Gajas

Canções Sublimes e Esquecidas do Século XXI


Em The History of English Literature de Peter Keenlyside pela Naxos Audiobooks, o autor descreve a contemporaneidade literária, que classifica de pós-modernista, do seguinte modo: "A literatura pode por vezes parecer, neste novo século, parte de um circo mediático frenético e consciencioso, com a proliferação de prémios, promoções e eventos televisivos (…)". Basta ligar a televisão e ver os Ídolos ou a MTV, ou excursionar casualmente por uma discoteca ou night club para se fazer a mesma transposição - palavra por palavra - para a música. Acresce a isto o fenómeno da fragmentação - essa multitude de vozes profetizada por T.S. Elliot em The Waste Land - tanto estilística - a discriminação de estilos diversos tem vindo a tornar-se crescentemente mesclada à medida que o século progride - como tecnológica - o acesso à música é hoje omnipresente e ilimitado, marcando indelevelmente o nosso tempo, para melhor ou para pior, com o ferrete da subjetividade absoluta: a casa, o carro ou o computador de cada um é o seu castelo musical, pessoal e intransmissível. Navegando, como Ulisses entre as Sereias, por esta galáxia de Möglichkeiten (alemão para "possibilidades" - é uma palavra fetiche) está o Dreizehn - amarrado ao navio do conhecimento pela tripulação dos clássicos. Com uma diferença crucial: ao contrário do astuto grego, sabiamente resguardado do feitiço musical feminino pelas amarras do seu destino, decidir emprestar um ouvido à modernidade, resguardando o outro, firme, para a tradição. Esta lista é o resultado dessa minha aventura: como o título indica, aqui apresento treze obras-primas musicais do nosso tempo indiscutivelmente sublimes, porém estruturalmente esquecidas. E digo estruturalmente por inferência lógica - ainda que uma ou outra canção, um ou outro álbum ou um ou outro grupo consigam por vezes emergir das correntes subterrâneas dos oceanos de ruidoso som e fúria criativa que definem a modernidade, ainda assim, qualquer produto artístico superior está condenado a ser, necessariamente ou na esmagadora maioria dos casos, por esse mesmo facto, uma realização esquecida. O tempora, o mores! - acusação imortal de Cícero contra a corrupção da decadente República Romana do seu tempo, a cuja ruína, memoravelmente, já não testemunhou. O tempora, o musica! - exclama-se aqui, com incaracterística positividade, perante os tesouros resgatados das profundezas das águas do esquecimento. Assim os ofereço para adoração do mundo e júbilo do leitor.

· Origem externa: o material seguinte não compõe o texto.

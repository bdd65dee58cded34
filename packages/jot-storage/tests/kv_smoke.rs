use jot_config::Sqlite;
use jot_storage::{db::Db, kv};
use jot_testkit::TestDatabase;

fn sqlite_cfg(test_db: &TestDatabase) -> Sqlite {
	Sqlite { path: test_db.path().to_string(), pool_max_conns: 1 }
}

#[tokio::test]
async fn kv_round_trips_and_overwrites() {
	let test_db = TestDatabase::new().expect("Failed to create test database.");
	let db = Db::connect(&sqlite_cfg(&test_db)).await.expect("Failed to open SQLite.");

	db.ensure_schema().await.expect("Failed to ensure schema.");

	assert_eq!(kv::get(&db, "jot.tasks").await.expect("Failed to read key."), None);

	kv::set(&db, "jot.tasks", "[]").await.expect("Failed to write key.");

	assert_eq!(
		kv::get(&db, "jot.tasks").await.expect("Failed to read key."),
		Some("[]".to_string())
	);

	kv::set(&db, "jot.tasks", "[1]").await.expect("Failed to overwrite key.");

	assert_eq!(
		kv::get(&db, "jot.tasks").await.expect("Failed to read key."),
		Some("[1]".to_string())
	);
}

#[tokio::test]
async fn values_survive_a_reconnect() {
	let test_db = TestDatabase::new().expect("Failed to create test database.");
	let cfg = sqlite_cfg(&test_db);
	let db = Db::connect(&cfg).await.expect("Failed to open SQLite.");

	db.ensure_schema().await.expect("Failed to ensure schema.");
	kv::set(&db, "jot.credentials.weather", "wk-123").await.expect("Failed to write key.");
	db.pool.close().await;

	let reopened = Db::connect(&cfg).await.expect("Failed to reopen SQLite.");

	assert_eq!(
		kv::get(&reopened, "jot.credentials.weather").await.expect("Failed to read key."),
		Some("wk-123".to_string())
	);
}

#[tokio::test]
async fn remove_is_a_no_op_for_absent_keys() {
	let test_db = TestDatabase::new().expect("Failed to create test database.");
	let db = Db::connect(&sqlite_cfg(&test_db)).await.expect("Failed to open SQLite.");

	db.ensure_schema().await.expect("Failed to ensure schema.");
	kv::remove(&db, "missing").await.expect("Remove of an absent key must succeed.");
	kv::set(&db, "k", "v").await.expect("Failed to write key.");
	kv::remove(&db, "k").await.expect("Failed to remove key.");

	assert_eq!(kv::get(&db, "k").await.expect("Failed to read key."), None);
}

#[tokio::test]
async fn blank_keys_are_rejected() {
	let test_db = TestDatabase::new().expect("Failed to create test database.");
	let db = Db::connect(&sqlite_cfg(&test_db)).await.expect("Failed to open SQLite.");

	db.ensure_schema().await.expect("Failed to ensure schema.");

	let err = kv::set(&db, "  ", "v").await.expect_err("Expected a blank key to be rejected.");

	assert!(err.to_string().contains("Key must be non-empty."));
}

13. The Golden Throne, Temples (Sun Structures, 2014) 

Há algo de anacronicamente bizarro nos Temples. Quando, meio por acaso - como tantas vezes acontece - comprei o seu primeiro disco, Sun Structures, em 2014, embarquei numa viagem no tempo, de volta aos anos 60 onde nunca estive, musical ou espiritualmente. E no entanto, apesar da nostalgia, há aqui também modernidade. Os efeitos de produção, a batida contemporânea, as justaposições harmónicas e efeitos orquestrais ligeiramente exagerados, teatrais e quase irónicos - tudo isto, que é esteticamente ambíguo, causa um certo desconforto e uma sensação vagamente claustrofóbica (algo como experimentar o mundo através de um saco de plástico transparente). The Golden Throne é, porventura, o joker do lote, reunindo todos os atributos peculiares à excentricidade dos Temples que tornam o disco, apesar do que fica escrito, digno de audição: a facilidade melódica, os refrões memoráveis, a ambiência energética, o ritmo forte, a instumentação opulenta, os efeitos garridos e a deriva psicadélica - são estas as marcas do seu estilo. Uma revelação para melómanos diligentes.


12. Present Tense, Radiohead (A Moon Shaped Pool, 2016)

Após a hecatombe do The King of Limbs - humildemente, o pior álbum de todos os tempos - o ceticismo relativamente aos Radiohead é não apenas inteiramente justificado, mas constitui até um atestado de sanidade mental. Propriamente falando, a queda é anterior, mas sejamos justos: OK Computer - inversamente, provavelmente o melhor disco da história - é um marco imbatível, quase impossível de superar. É que apesar da benevolência dos olhares retrospetivos, o veredito da memória é eterno: Kid A foi uma tremenda desilusão, da qual muitos fãs nunca recuperaram. E também assim Amnesiac - do qual até gostei, ou quis gostar mais. Mas Radiohead é sinónimo de génio, e o génio surpreende sempre. A teimosia ou o tempo revelaram em Kid A uma obra profética e permanente (mas não tanto quanto a revisão crítica reclama); Amnesiac continua a ter os seus momentos e Hail to the Thief, In Rainbows e A Moon Shaped Pool são discos a reter em qualquer coleção (ou a ouvir no spotify). Everything in Its Right Place é translucidamente a obra-prima musical do grupo neste século, mas esse reconhecimento universal desqualifica a canção da presente lista. Em seu lugar, Present Tense - assombração melódica de candura desarmante e confissão desbragada daquela dor e inadequação tão características de Thom Yorke. Um Creep mellow para melancólicos trintões.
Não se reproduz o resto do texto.